Bernhard Riemann was a student of Gauss’s in the German city of Göttingen. He developed some very sophisticated mathematics which allows us to understand how these prime number dice are distributing the primes. Using something called a zeta function, special numbers called imaginary numbers and a fearsome amount of analysis, Riemann worked out the mathematics that controls the fall of these dice. He believed from his analysis that the dice would be fair, but he couldn’t prove it. To prove the Riemann Hypothesis, that is what you have to do.
Another way to interpret the Riemann Hypothesis is to compare the prime numbers to molecules of gas in a room. You may not know at any one instance where each molecule is, but the physics says that the molecules will be fairly evenly distributed around the room. There won’t be one corner with a concentration of molecules, and at another corner a complete vacuum. The Riemann Hypothesis would have the same implication for the primes. It doesn’t really help us to say where each particular prime can be found, but it does guarantee that they are distributed in a fair but random way through the universe of numbers. That kind of guarantee is often enough for mathematicians to be able to navigate the universe of numbers with a sufficient degree of confidence. However, until the million dollars is won, we’ll never be certain quite what the primes are doing as we count our way further into the never-ending reaches of the mathematical cosmos.
The Story of the Elusive Shape
The great seventeenth-century scientist Galileo Galilei once wrote:
The universe cannot be read until we have learnt the language and become familiar with the characters in which it is written. It is written in mathematical language, and the letters are triangles, circles and other geometrical figures, without which means it is humanly impossible to comprehend a single word.
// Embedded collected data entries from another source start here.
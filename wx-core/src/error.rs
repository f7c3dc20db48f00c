//! Error taxonomy shared by the library and the `wx` binary.
//!
//! Every variant is terminal for the current invocation; the binary prints
//! it and exits with status 1.

use std::path::PathBuf;

use thiserror::Error;

pub type Result<T, E = WeatherError> = std::result::Result<T, E>;

#[derive(Error, Debug)]
pub enum WeatherError {
    /// Missing API key or an unusable config file.
    #[error("configuration error: {0}")]
    Config(String),

    /// Bad command-line invocation.
    #[error("{0}")]
    Usage(String),

    /// The request never produced a response (DNS, connect, TLS, body read).
    #[error("network error: {0}")]
    Network(String),

    /// The provider answered with a non-2xx status.
    #[error("provider returned {status}: {message}")]
    Provider { status: u16, message: String },

    /// The response body was not valid JSON.
    #[error("could not decode provider response: {0}")]
    Decode(String),

    /// A field the mapper needs is absent or has the wrong type.
    #[error("provider response is missing field `{field}`")]
    Mapping { field: String },

    #[error("favorites storage error ({}): {message}", .path.display())]
    Storage { path: PathBuf, message: String },

    #[error("failed to write output: {0}")]
    Output(#[from] std::io::Error),

    #[error("{failed} of {total} favorite locations could not be fetched")]
    FavoritesIncomplete { failed: usize, total: usize },
}

impl WeatherError {
    pub fn config(message: impl Into<String>) -> Self {
        Self::Config(message.into())
    }

    pub fn usage(message: impl Into<String>) -> Self {
        Self::Usage(message.into())
    }

    pub fn mapping(field: impl Into<String>) -> Self {
        Self::Mapping { field: field.into() }
    }

    pub fn storage(path: impl Into<PathBuf>, message: impl std::fmt::Display) -> Self {
        Self::Storage { path: path.into(), message: message.to_string() }
    }

    /// Extra line printed under the error message, if any.
    pub fn hint(&self) -> Option<&'static str> {
        match self {
            Self::Config(_) => Some(
                "Hint: export OPENWEATHER_API_KEY=<your key> or set `api_key` in the wx config file.",
            ),
            Self::Provider { status: 401, .. } => Some("Hint: check that your API key is valid and activated."),
            _ => None,
        }
    }
}

#[cfg(test)]
mod tests {
    use super::*;

    #[test]
    fn provider_error_shows_status_and_message() {
        let err = WeatherError::Provider { status: 404, message: "city not found".into() };
        assert_eq!(err.to_string(), "provider returned 404: city not found");
    }

    #[test]
    fn mapping_error_names_field() {
        let err = WeatherError::mapping("main.temp");
        assert!(err.to_string().contains("`main.temp`"));
    }

    #[test]
    fn config_errors_carry_a_hint() {
        assert!(WeatherError::config("no key").hint().unwrap().contains("OPENWEATHER_API_KEY"));
        assert!(WeatherError::Decode("eof".into()).hint().is_none());
    }

    #[test]
    fn storage_error_includes_path() {
        let err = WeatherError::storage("/tmp/favs.json", "permission denied");
        let msg = err.to_string();
        assert!(msg.contains("/tmp/favs.json"));
        assert!(msg.contains("permission denied"));
    }
}
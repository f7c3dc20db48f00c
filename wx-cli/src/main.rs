//! Binary crate for the `wx` command-line tool.
//!
//! This crate focuses on:
//! - Parsing CLI arguments and dispatching commands
//! - Human-friendly output formatting
//! - Mapping errors to a message and exit status 1

use colored::Colorize;
use std::{io, process::ExitCode};
use tracing_subscriber::{EnvFilter, fmt};
use wx_core::WeatherError;

mod cli;
mod output;

#[tokio::main(flavor = "current_thread")]
async fn main() -> ExitCode {
    let cmd = match cli::Cli::from_args(std::env::args_os()) {
        Ok(cmd) => cmd,
        Err(err) => return report(&err),
    };

    init_tracing(cmd.verbose);
    tracing::debug!(?cmd, "Parsed CLI arguments");

    let stdout = io::stdout();
    let mut out = stdout.lock();
    match cmd.run(&mut out).await {
        Ok(()) => ExitCode::SUCCESS,
        Err(err) => report(&err),
    }
}

fn report(err: &WeatherError) -> ExitCode {
    tracing::debug!(error = ?err, "command failed");
    eprintln!("{} {err}", "error:".red().bold());
    if let Some(hint) = err.hint() {
        eprintln!("{}", hint.dimmed());
    }
    ExitCode::FAILURE
}

/// Initialize global tracing subscriber on stderr.
///
/// - Uses `RUST_LOG` if set (e.g. `RUST_LOG=wx_core=debug`)
/// - Otherwise `warn` for our crates, or `debug` with `--verbose`.
fn init_tracing(verbose: bool) {
    let level = if verbose { "debug" } else { "warn" };
    let env_filter = EnvFilter::try_from_default_env()
        .unwrap_or_else(|_| EnvFilter::new(format!("wx_cli={level},wx_core={level}")));

    let _ = fmt()
        .with_env_filter(env_filter)
        .with_writer(io::stderr)
        .with_target(false)
        .compact()
        .try_init();
}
Without these, one is wandering about in a dark labyrinth.
This chapter presents the A–Z of nature’s weird and wonderful shapes: from the six-pointed snowflake to the spiral of DNA, from the radial symmetry of a diamond to the complex shape of a leaf. Why are bubbles perfectly spherical? How does the body make such hugely complex shapes like the human lung? What shape is our universe? Mathematics is at the heart of understanding how and why nature makes such a variety of shapes, and it also gives us the power to create new shapes as well as the ability to say when there are no more shapes to be discovered.
It isn’t only mathematicians who are interested in shapes: architects, engineers, scientists and artists all want to understand how nature’s shapes work. They all rely on the mathematics of geometry. The Ancient Greek philosopher Plato put above his door a sign declaring: ‘Let no one ignorant of geometry enter here.’ In this chapter I want to give you a passport to Plato’s home, to the mathematical world of shapes. And at the end I’ll reveal another mathematical puzzle, one whose solution is worth another million dollars.
Why are bubbles spherical?
Take a piece of wire and bend it into a square. Dip it in bubble mixture and blow. Why isn’t it a cube-shaped bubble that comes out the other side? Or if the wire is triangular, why can’t you blow a pyramid-shaped bubble? Why is it that, regardless of the shape of the frame, the bubble comes out as a perfect spherical ball? The answer is that nature is lazy, and the sphere is nature’s easiest shape. The bubble tries to find the shape that uses the least amount of energy, and that energy is proportional to the surface area. The bubble contains a fixed volume of air, and that volume does not change if the shape changes. The sphere is the shape that has the smallest surface area which can contain that fixed amount of air. That makes it the shape that uses the least amount of energy.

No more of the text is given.